__Assignment__: Copy out exactly the lines below that run from the one holding "as the final" to the one holding "let abs = input.abs();", keeping both of those lines and no others.
═════ Exercise inputs ═════
//! Offline pause and volume statistics over a full recording.
//!
//! Strided single pass: every 100th sample is enough to localize pauses of
//! half a second and keeps the scan cheap for long takes.

use serde::{Deserialize, Serialize};

use crate::buffer::SampleBuffer;

/// Amplitude below which a sample counts as silence.
pub const SILENCE_THRESHOLD: f32 = 0.02;

/// A silence run must exceed this duration to register as a pause.
pub const MIN_PAUSE_SECONDS: f32 = 0.5;

/// Samples skipped between measurements.
const ANALYSIS_STRIDE: usize = 100;

/// Amplitude floor for the average-volume accumulator; keeps digital silence
/// from dragging the average down.
const VOLUME_FLOOR: f32 = 0.001;

/// Pause and average-volume statistics of one recording.
#[derive(Debug, Clone, Copy, PartialEq, Serialize, Deserialize)]
pub struct PauseStats {
    pub pause_count: u32,
    /// Mean absolute amplitude of audible samples, scaled to 0..100.
    pub average_volume: f32,
}

/// Analyze the first channel of `buffer` for pauses and average volume.
///
/// A silence run still open at the end of the buffer is counted once its
/// accumulated duration exceeds the pause threshold: a recording that trails
/// off into silence genuinely contains that pause.
pub fn analyze_pauses(buffer: &SampleBuffer) -> PauseStats {
    let data = buffer.channel(0);
    let step_seconds = ANALYSIS_STRIDE as f32 / buffer.sample_rate() as f32;

    let mut pause_count = 0u32;
    let mut silence_duration = 0.0f32;
    let mut volume_sum = 0.0f32;
    let mut audible_samples = 0u32;

    for i in (0..data.len()).step_by(ANALYSIS_STRIDE) {
        let amplitude = data[i].abs();

        if amplitude > VOLUME_FLOOR {
            volume_sum += amplitude;
            audible_samples += 1;
        }

        if amplitude < SILENCE_THRESHOLD {
            silence_duration += step_seconds;
        } else {
            if silence_duration > MIN_PAUSE_SECONDS {
                pause_count += 1;
            }
            silence_duration = 0.0;
        }
    }

    // Trailing-silence policy: an unterminated run long enough to be a pause
    // still counts as one.
    if silence_duration > MIN_PAUSE_SECONDS {
        pause_count += 1;
    }

    let average_volume = if audible_samples > 0 {
        (volume_sum / audible_samples as f32) * 100.0
    } else {
        0.0
    };

    log::debug!(
        "pause analysis: {} pauses, avg volume {:.1} over {:.2}s",
        pause_count,
        average_volume,
        buffer.duration_seconds()
    );

    PauseStats {
        pause_count,
        average_volume,
    }
}
//! High-ratio peak limiter.
//!
//! Hard-knee gain computer driven by a fast peak envelope. Used as the final
//! stage of the mastering chain; it controls peaks and contributes no tone of
//! its own.

use crate::dsp::utils::{db_to_lin, lin_to_db, time_constant_coeff, DB_EPS};

#[derive(Debug, Clone, Copy)]
pub struct Limiter {
    threshold_db: f32,
    ratio: f32,
    ceiling: f32,
    attack_coeff: f32,
    release_coeff: f32,
    peak_env: f32,
}

impl Limiter {
    pub fn new(threshold_db: f32, ratio: f32, attack_s: f32, release_s: f32, sample_rate: f32) -> Self {
        Self {
            threshold_db,
            ratio,
            ceiling: db_to_lin(threshold_db),
            attack_coeff: time_constant_coeff(attack_s * 1000.0, sample_rate),
            release_coeff: time_constant_coeff(release_s * 1000.0, sample_rate),
            peak_env: 0.0,
        }
    }

    #[inline]
    pub fn process(&mut self, input: f32) -> f32 {
        let abs = input.abs();
        self.peak_env = if abs > self.peak_env {
            self.attack_coeff * self.peak_env + (1.0 - self.attack_coeff) * abs
        } else {
            self.release_coeff * self.peak_env + (1.0 - self.release_coeff) * abs
        };

        let over_db = lin_to_db(self.peak_env.max(DB_EPS)) - self.threshold_db;
        let out = if over_db <= 0.0 {
            input
        } else {
            input * db_to_lin(-over_db * (1.0 - 1.0 / self.ratio))
        };
        // Hard clip at the ceiling: the envelope lags attacks by up to one
        // time constant, and the mastering contract is no overshoot at all.
        out.clamp(-self.ceiling, self.ceiling)
    }

    pub fn reset(&mut self) {
        self.peak_env = 0.0;
    }

    pub fn process_block(&mut self, input: &[f32]) -> Vec<f32> {
        input.iter().map(|&x| self.process(x)).collect()
    }
}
═════
__Output for this task__:
//! Hard-knee gain computer driven by a fast peak envelope. Used as the final
//! stage of the mastering chain; it controls peaks and contributes no tone of
//! its own.

use crate::dsp::utils::{db_to_lin, lin_to_db, time_constant_coeff, DB_EPS};

#[derive(Debug, Clone, Copy)]
pub struct Limiter {
    threshold_db: f32,
    ratio: f32,
    ceiling: f32,
    attack_coeff: f32,
    release_coeff: f32,
    peak_env: f32,
}

impl Limiter {
    pub fn new(threshold_db: f32, ratio: f32, attack_s: f32, release_s: f32, sample_rate: f32) -> Self {
        Self {
            threshold_db,
            ratio,
            ceiling: db_to_lin(threshold_db),
            attack_coeff: time_constant_coeff(attack_s * 1000.0, sample_rate),
            release_coeff: time_constant_coeff(release_s * 1000.0, sample_rate),
            peak_env: 0.0,
        }
    }

    #[inline]
    pub fn process(&mut self, input: f32) -> f32 {
        let abs = input.abs();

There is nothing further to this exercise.